Modules must be in node_modules and referenced using their name only. ex:

Works: require('jasmine')

Fails: require('./jasmine.js')

Is there a workaround for this issue?

This is a big problem for me right now, because it seems to mean that all the code for a task has to go in a single file (other than published npm dependencies), which makes it difficult to reuse code across multiple Lambda tasks.

There is an undocumented feature that is still being developed, but you can
include relative module with a + sign in front of the path. Please have a
look at the zipper.js file to see how that works internally, it's working
but not quite ready. There's been a PR recently on this too.

Sent from my Nexus
On Apr 2, 2015 09:20, "Jesse Skinner" notifications@github.com wrote:

Is there a workaround for this issue?

This is a big problem for me right now, because it seems to mean that all
the code for a task has to go in a single file (other than published npm
dependencies), which makes it difficult to reuse code across multiple
Lambda tasks.


Reply to this email directly or view it on GitHub
#20 (comment).

Thanks! Seems like a fine approach, since we have to explicitly list other requirements as well. I'll try to get that working.

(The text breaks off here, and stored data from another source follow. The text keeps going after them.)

//! Core-layer error type.
//!
//! Follows the teacher's hand-rolled error pattern (see
//! `seq-compiler::codegen::error::CodeGenError`): a plain enum with manual
//! `Display`/`Error` impls rather than pulling in `thiserror`, since the
//! teacher's whole dependency stack never reaches for it either.

use std::fmt;

#[derive(Debug, Clone, PartialEq, Eq)]
pub enum CoreError {
    /// A struct instance was built with the wrong number of fields.
    ArityMismatch {
        klass: String,
        expected: usize,
        got: usize,
    },
    /// A klass id has no registered definition.
    UnknownKlass(u32),
    /// A klass name collides with an existing, differently-shaped klass.
    DuplicateKlass(String),
    /// An index was out of bounds for a persistent collection operation.
    IndexOutOfBounds { index: i64, size: usize },
}

impl fmt::Display for CoreError {
    fn fmt(&self, f: &mut fmt::Formatter<'_>) -> fmt::Result {
        match self {
            CoreError::ArityMismatch {
                klass,
                expected,
                got,
            } => write!(
                f,
                "struct `{klass}` expects {expected} field(s), got {got}"
            ),
            CoreError::UnknownKlass(id) => write!(f, "unknown klass id {id}"),
            CoreError::DuplicateKlass(name) => write!(f, "klass `{name}` already defined"),
            CoreError::IndexOutOfBounds { index, size } => {
                write!(f, "index {index} out of bounds for size {size}")
            }
        }
    }
}

impl std::error::Error for CoreError {}
//! Lex driver (`spec.md` §4.5 "Execution loop").
//!
//! A context stack plus one shared op slice. Each iteration of the outer
//! loop runs one context's current round to a boundary (`CtxCall` or
//! `CtxEnd`); round boundaries are where the loop may push, pop, loop
//! back within the same context, or terminate.

use std::rc::Rc;

use pgen_core::{KlassRegistry, Token, Value};

use pgen_callback::{CallbackHost, Vm as CallbackVm};
use pgen_regexp::{MatchResult, Regexp};

use crate::context::ContextTable;
use crate::error::LexError;
use crate::host::{SourcePos, TokenSink};
use crate::opcode::{ContextId, Op};

/// The most recent successful match in the current round, kept around so
/// a following `CALLBACK` op can materialize captures (`spec.md` §4.5
/// step 3). `MATCH_STR` has no sub-groups — only group 0 (the whole
/// literal span) is ever available for it.
struct LastMatch {
    start: usize,
    end: usize,
    groups: Option<MatchResult>,
}

/// Materializes the captures named by `capture_mask`'s set bits, in
/// increasing capture-index order, as runtime strings over `input`.
/// These land in `locals[0..k]`, since `pgen_callback::Vm::exec` takes
/// its locals vector by mutable reference — the only externally
/// writable input channel a callback program has, and the natural place
/// for `$0`, `$1`, … to resolve via ordinary `Load`.
fn materialize_captures(capture_mask: u16, last: &Option<LastMatch>, input: &[u8]) -> Vec<Value> {
    let mut out = Vec::new();
    let Some(last) = last else { return out };
    for i in 0..16u16 {
        if capture_mask & (1 << i) == 0 {
            continue;
        }
        let span = if i == 0 {
            // $0 is the whole match, not capture group 0.
            Some((last.start, last.end))
        } else {
            last.groups.as_ref().and_then(|g| g.group(i - 1))
        };
        let value = match span {
            Some((from, to)) => Value::Str(Rc::from(String::from_utf8_lossy(&input[from..to]).into_owned())),
            None => Value::Nil,
        };
        out.push(value);
    }
    out
}

struct Frame {
    ctx: ContextId,
    pc: u32,
    locals: Vec<Value>,
    round_matched: bool,
    result: Value,
}

pub struct LexResult {
    pub tokens: Vec<Token>,
    pub result: Value,
}

pub struct LexVm<'a> {
    ops: &'a [Op],
    contexts: &'a ContextTable,
    registry: &'a KlassRegistry,
}

impl<'a> LexVm<'a> {
    pub fn new(ops: &'a [Op], contexts: &'a ContextTable, registry: &'a KlassRegistry) -> Self {
        LexVm { ops, contexts, registry }
    }

    pub fn run(
        &self,
        root: ContextId,
        input: &[u8],
        globals: &mut Vec<Value>,
        host: &mut dyn CallbackHost,
    ) -> Result<LexResult, LexError> {
        let mut tokens = Vec::new();
        let mut cursor = 0usize;
        let mut line = 1u32;
        let mut col = 1u32;
        let mut stack: Vec<Frame> = Vec::new();
        let mut last_match: Option<LastMatch> = None;

        self.push_context(&mut stack, root, globals, host)?;

        loop {
            let ctx_id = stack.last().unwrap().ctx;
            let entry = self.contexts.get(ctx_id).entry;
            let mut pc = stack.last().unwrap().pc;

            let boundary = loop {
                match &self.ops[pc as usize] {
                    Op::Meta { .. } => pc += 1,
                    Op::MatchRe { program, on_match, on_fail } => {
                        match Regexp::from_program((**program).clone()).exec(input, cursor) {
                            Some(m) => {
                                let consumed = &input[m.start..m.end];
                                advance_pos(consumed, &mut line, &mut col);
                                let (start, end) = (m.start, m.end);
                                cursor = end;
                                last_match = Some(LastMatch { start, end, groups: Some(m) });
                                stack.last_mut().unwrap().round_matched = true;
                                pc = on_match.offset();
                            }
                            None => pc = on_fail.offset(),
                        }
                    }
                    Op::MatchStr { text, on_match, on_fail } => {
                        let bytes = text.as_bytes();
                        if input[cursor..].starts_with(bytes) {
                            advance_pos(bytes, &mut line, &mut col);
                            let start = cursor;
                            cursor += bytes.len();
                            last_match = Some(LastMatch { start, end: cursor, groups: None });
                            stack.last_mut().unwrap().round_matched = true;
                            pc = on_match.offset();
                        } else {
                            pc = on_fail.offset();
                        }
                    }
                    Op::Callback { capture_mask, ops: body, next } => {
                        let materialized = materialize_captures(*capture_mask, &last_match, input);
                        let frame = stack.last_mut().unwrap();
                        if materialized.len() > frame.locals.len() {
                            frame.locals.resize(materialized.len(), Value::Nil);
                        }
                        for (i, v) in materialized.into_iter().enumerate() {
                            frame.locals[i] = v;
                        }
                        let (byte_pos, byte_size) = match &last_match {
                            Some(lm) => (lm.start, lm.end - lm.start),
                            None => (cursor, 0),
                        };
                        let mut sink = TokenSink {
                            inner: &mut *host,
                            tokens: &mut tokens,
                            pos: SourcePos { byte_pos, byte_size, line, col },
                            result: &mut frame.result,
                        };
                        let mut vm = CallbackVm::new(body, self.registry);
                        vm.exec(&mut frame.locals, globals, &mut sink)
                            .map_err(LexError::from)?;
                        pc = next.offset();
                    }
                    Op::CtxCall { context, vars_size } => {
                        // Resume just past the call once the pushed
                        // context pops, not on the call instruction again.
                        stack.last_mut().unwrap().pc = pc + 1;
                        break Boundary::Push(*context, *vars_size);
                    }
                    Op::CtxEnd { forced_pop } => {
                        stack.last_mut().unwrap().pc = pc;
                        break Boundary::End(*forced_pop);
                    }
                    Op::Jmp(t) => pc = t.offset(),
                }
            };

            match boundary {
                Boundary::Push(target, _vars_size) => {
                    self.push_context(&mut stack, target, globals, host)?;
                }
                Boundary::End(forced) => {
                    if forced {
                        let popped = self.pop_context(&mut stack, globals, host)?;
                        if stack.is_empty() {
                            return Ok(LexResult { tokens, result: popped });
                        }
                    } else if stack.last().unwrap().round_matched {
                        let frame = stack.last_mut().unwrap();
                        frame.round_matched = false;
                        frame.pc = entry;
                    } else if stack.len() == 1 {
                        // Terminating with nothing left on the stack is
                        // only a clean finish if the whole input was
                        // consumed; stalling mid-input is the "no match"
                        // failure from `spec.md` §7.
                        if cursor < input.len() {
                            let ctx_name = self.contexts.get(ctx_id).name.clone();
                            return Err(LexError::NoMatch {
                                context: ctx_name,
                                pos: cursor,
                            });
                        }
                        let popped = self.pop_context(&mut stack, globals, host)?;
                        return Ok(LexResult { tokens, result: popped });
                    } else {
                        // Recovery (`spec.md` §7): an end-of-round without
                        // a match in a non-root context pops silently and
                        // resumes the parent right after its `CtxCall`.
                        self.pop_context(&mut stack, globals, host)?;
                    }
                }
            }
        }
    }

    fn push_context(
        &self,
        stack: &mut Vec<Frame>,
        id: ContextId,
        globals: &mut Vec<Value>,
        host: &mut dyn CallbackHost,
    ) -> Result<(), LexError> {
        let def = self.contexts.get(id);
        let mut locals = vec![Value::Nil; def.vars_size as usize];
        let mut result = Value::Nil;
        if let Some(begin) = &def.begin {
            let mut tokens_sink_tokens = Vec::new();
            let mut sink = TokenSink {
                inner: host,
                tokens: &mut tokens_sink_tokens,
                pos: SourcePos::default(),
                result: &mut result,
            };
            let mut vm = CallbackVm::new(begin, self.registry);
            vm.exec(&mut locals, globals, &mut sink)?;
        }
        stack.push(Frame {
            ctx: id,
            pc: def.entry,
            locals,
            round_matched: false,
            result,
        });
        Ok(())
    }

    fn pop_context(
        &self,
        stack: &mut Vec<Frame>,
        globals: &mut Vec<Value>,
        host: &mut dyn CallbackHost,
    ) -> Result<Value, LexError> {
        let mut frame = stack.pop().expect("pop_context called on empty stack");
        let def = self.contexts.get(frame.ctx);
        if let Some(end) = &def.end {
            let mut tokens_sink_tokens = Vec::new();
            let mut sink = TokenSink {
                inner: host,
                tokens: &mut tokens_sink_tokens,
                pos: SourcePos::default(),
                result: &mut frame.result,
            };
            let mut vm = CallbackVm::new(end, self.registry);
            vm.exec(&mut frame.locals, globals, &mut sink)?;
        }
        Ok(frame.result)
    }
}

enum Boundary {
    Push(ContextId, u32),
    End(bool),
}

fn advance_pos(consumed: &[u8], line: &mut u32, col: &mut u32) {
    for &b in consumed {
        if b == b'\n' {
            *line += 1;
            *col = 1;
        } else {
            *col += 1;
        }
    }
}

#[cfg(test)]
mod tests {
    use super::*;
    use crate::compiler::compile;
    use crate::spec::{ContextSpec, Matcher, RuleAction, RuleSpec};
    use pgen_callback::{CallbackError, NoBuiltins, Op as CallbackOp};
    use pgen_core::KlassRegistry;

    struct CountingHost {
        calls: Vec<(u32, Vec<Value>)>,
    }

    impl CallbackHost for CountingHost {
        fn call(&mut self, fname: u32, args: Vec<Value>) -> Result<Value, CallbackError> {
            self.calls.push((fname, args));
            Ok(Value::Nil)
        }
    }

    #[test]
    fn discard_rule_advances_cursor_then_terminates_on_exhaustion() {
        let mut ctx = ContextSpec::new("Main");
        ctx.rules.push(RuleSpec {
            matcher: Matcher::Literal("ab".into()),
            action: RuleAction::Discard,
        });
        let (ops, table) = compile(&[ctx]).unwrap();
        let registry = KlassRegistry::new();
        let vm = LexVm::new(&ops, &table, &registry);
        let mut globals = Vec::new();
        let mut host = NoBuiltins;
        // Round 1 matches "ab" and loops back; round 2 fails against the
        // now-empty remainder, and since Main is the only frame on the
        // stack that is a clean termination, not an error.
        let result = vm
            .run(ContextId(0), b"ab", &mut globals, &mut host)
            .unwrap();
        assert!(result.tokens.is_empty());
        assert_eq!(result.result, Value::Nil);
    }

    #[test]
    fn push_and_pop_round_trip() {
        let mut comment = ContextSpec::new("Comment");
        comment.rules.push(RuleSpec {
            matcher: Matcher::Literal("*/".into()),
            action: RuleAction::Pop,
        });
        let any_char = pgen_regexp::parser::parse(".").unwrap();
        let any_char = pgen_regexp::compiler::compile(&any_char).unwrap();
        comment.rules.push(RuleSpec {
            matcher: Matcher::Regex(Rc::new(any_char)),
            action: RuleAction::Discard,
        });
        let mut main = ContextSpec::new("Main");
        main.rules.push(RuleSpec {
            matcher: Matcher::Literal("/*".into()),
            action: RuleAction::Push("Comment".into()),
        });
        main.end = Some(Rc::from(vec![CallbackOp::Push(Value::Nil), CallbackOp::End]));
        let (ops, table) = compile(&[main, comment]).unwrap();
        let registry = KlassRegistry::new();
        let vm = LexVm::new(&ops, &table, &registry);
        let mut globals = Vec::new();
        let mut host = CountingHost { calls: Vec::new() };
        let result = vm
            .run(ContextId(0), b"/*hi*/", &mut globals, &mut host)
            .unwrap();
        assert!(result.tokens.is_empty());
    }
}
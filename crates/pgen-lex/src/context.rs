//! Compiled context metadata: entry offset into the shared op stream plus
//! the `begin`/`end` hooks, which run outside the main op stream (see
//! `crate::opcode` module doc).

use std::collections::HashMap;
use std::rc::Rc;

use pgen_callback::Op as CallbackOp;

use crate::opcode::ContextId;

#[derive(Debug, Clone)]
pub struct ContextDef {
    pub id: ContextId,
    pub name: Rc<str>,
    pub entry: u32,
    pub vars_size: u32,
    pub begin: Option<Rc<[CallbackOp]>>,
    pub end: Option<Rc<[CallbackOp]>>,
}

#[derive(Debug, Default)]
pub struct ContextTable {
    defs: Vec<ContextDef>,
    by_name: HashMap<Rc<str>, ContextId>,
}

impl ContextTable {
    pub fn new() -> Self {
        ContextTable::default()
    }

    pub fn push(&mut self, def: ContextDef) {
        self.by_name.insert(def.name.clone(), def.id);
        self.defs.push(def);
    }

    pub fn get(&self, id: ContextId) -> &ContextDef {
        &self.defs[id.0 as usize]
    }

    pub fn find(&self, name: &str) -> Option<ContextId> {
        self.by_name.get(name).copied()
    }

    pub fn len(&self) -> usize {
        self.defs.len()
    }

    pub fn is_empty(&self) -> bool {
        self.defs.is_empty()
    }
}
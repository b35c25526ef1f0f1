//! pgen-lex: the lex bytecode compiler and VM (`spec.md` §4.5,
//! component C6). Compiles an ordered list of lexer contexts — each a
//! `Begin` hook, a list of `(matcher, action)` rules, and an `End` hook —
//! into a shared op stream plus per-context entry offsets, then runs
//! that bytecode as a round-based, context-stacked token producer.
//!
//! `pgen-grammar` builds the [`spec::ContextSpec`] list from surface
//! syntax; this crate owns inlining ([`inline`]), lowering to bytecode
//! ([`compiler`]), and execution ([`vm`]).

pub mod compiler;
pub mod context;
pub mod error;
pub mod host;
pub mod inline;
pub mod labels;
pub mod opcode;
pub mod spec;
pub mod vm;

pub use compiler::compile;
pub use context::{ContextDef, ContextTable};
pub use error::LexError;
pub use host::{SourcePos, TokenSink, BUILTIN_TOKEN, BUILTIN_YIELD};
pub use inline::inline_partial_references;
pub use labels::Labels;
pub use opcode::{ContextId, LabelId, Op, Target};
pub use spec::{ContextSpec, Matcher, RuleAction, RuleSpec};
pub use vm::{LexResult, LexVm};
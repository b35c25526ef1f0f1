//! Callback-VM errors (`spec.md` §4.4, §7 "callback-type error").

use pgen_core::KlassId;

#[derive(Debug, Clone, PartialEq)]
pub enum CallbackError {
    StackUnderflow,
    NoActiveContainer,
    /// `NODE_SET`/`NODE_SETV` tried to fill more fields than the klass has.
    NodeOverfill { klass: KlassId },
    /// `NODE_END` ran with fewer fields filled than the klass declares.
    NodeUnderfill { klass: KlassId, filled: usize, limit: usize },
    /// `NODE_SETV` popped something that wasn't a cons-list or nil.
    SplatNotList,
    /// `LIST`/`LISTV` popped something that wasn't a cons-list where one
    /// was required.
    NotAConsList,
    UnknownKlass(KlassId),
    /// `CALL` referenced a built-in not registered with the host.
    UnknownBuiltin(u32),
    /// A built-in raised a domain error (wrong arity, bad argument type).
    Host(String),
}

impl std::fmt::Display for CallbackError {
    fn fmt(&self, f: &mut std::fmt::Formatter<'_>) -> std::fmt::Result {
        match self {
            CallbackError::StackUnderflow => write!(f, "callback value stack underflow"),
            CallbackError::NoActiveContainer => write!(f, "NODE_SET/NODE_END with no active NODE_BEG"),
            CallbackError::NodeOverfill { klass } => write!(f, "overfilled struct of klass {klass}"),
            CallbackError::NodeUnderfill { klass, filled, limit } => write!(
                f,
                "struct of klass {klass} underfilled: {filled}/{limit} fields set"
            ),
            CallbackError::SplatNotList => write!(f, "NODE_SETV requires a cons-list or nil on top of stack"),
            CallbackError::NotAConsList => write!(f, "LIST/LISTV requires a cons-list operand"),
            CallbackError::UnknownKlass(id) => write!(f, "unknown klass {id}"),
            CallbackError::UnknownBuiltin(id) => write!(f, "unknown built-in method id {id}"),
            CallbackError::Host(msg) => write!(f, "{msg}"),
        }
    }
}

impl std::error::Error for CallbackError {}
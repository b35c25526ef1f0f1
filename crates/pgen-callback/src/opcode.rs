//! Callback bytecode (`spec.md` §4.4). Shared between lexer rule
//! callbacks (`pgen-lex`) and PEG rule callbacks (`pgen-peg`, which uses
//! the reduced subset called out in §4.6 — no `LOAD`/`STORE` of locals,
//! by design).

use pgen_core::{KlassId, Value};

#[derive(Debug, Clone, Copy, PartialEq, Eq)]
pub struct LabelId(pub u32);

#[derive(Debug, Clone, Copy, PartialEq, Eq)]
pub enum Target {
    Label(LabelId),
    Offset(u32),
}

impl Target {
    pub fn offset(&self) -> u32 {
        match self {
            Target::Offset(o) => *o,
            Target::Label(l) => panic!("label {l:?} never translated"),
        }
    }
}

#[derive(Debug, Clone, PartialEq)]
pub enum Op {
    Meta { max_container_depth: u32 },
    Load(u32),
    Store(u32),
    LoadGlob(u32),
    StoreGlob(u32),
    Push(Value),
    Pop,
    NodeBeg(KlassId),
    NodeSet,
    NodeSetV,
    NodeEnd,
    List,
    ListV,
    Jif(Target),
    Junless(Target),
    Jmp(Target),
    /// Invoke a built-in action (`spec.md` §6 catalogue) by id, popping
    /// `argc` arguments off the value stack.
    Call { argc: u32, fname: u32 },
    End,
}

Ok the only way I can get it working is to create a folder called project_files and require dependencies from inside there. So on Lambda the function can require('./project_files/lib') but if I put it anywhere else (a different folder name), the requirement fails. Are you aware of this limitation? Or is there a way around it (yet)?

Yes that is right. The plan is to recreate the dependency path but this
won't work if you require files outside your function path (eg
../../file.js) . Any suggestion?

Sent from my Nexus
On Apr 2, 2015 09:50, "Jesse Skinner" notifications@github.com wrote:

Ok the only way I can get it working is to create a folder called
project_files and require dependencies from inside there. So on Lambda the
function can require('./project_files/lib') but if I put it anywhere else
(a different folder name), the requirement fails. Are you aware of this
limitation? Or is there a way around it (yet)?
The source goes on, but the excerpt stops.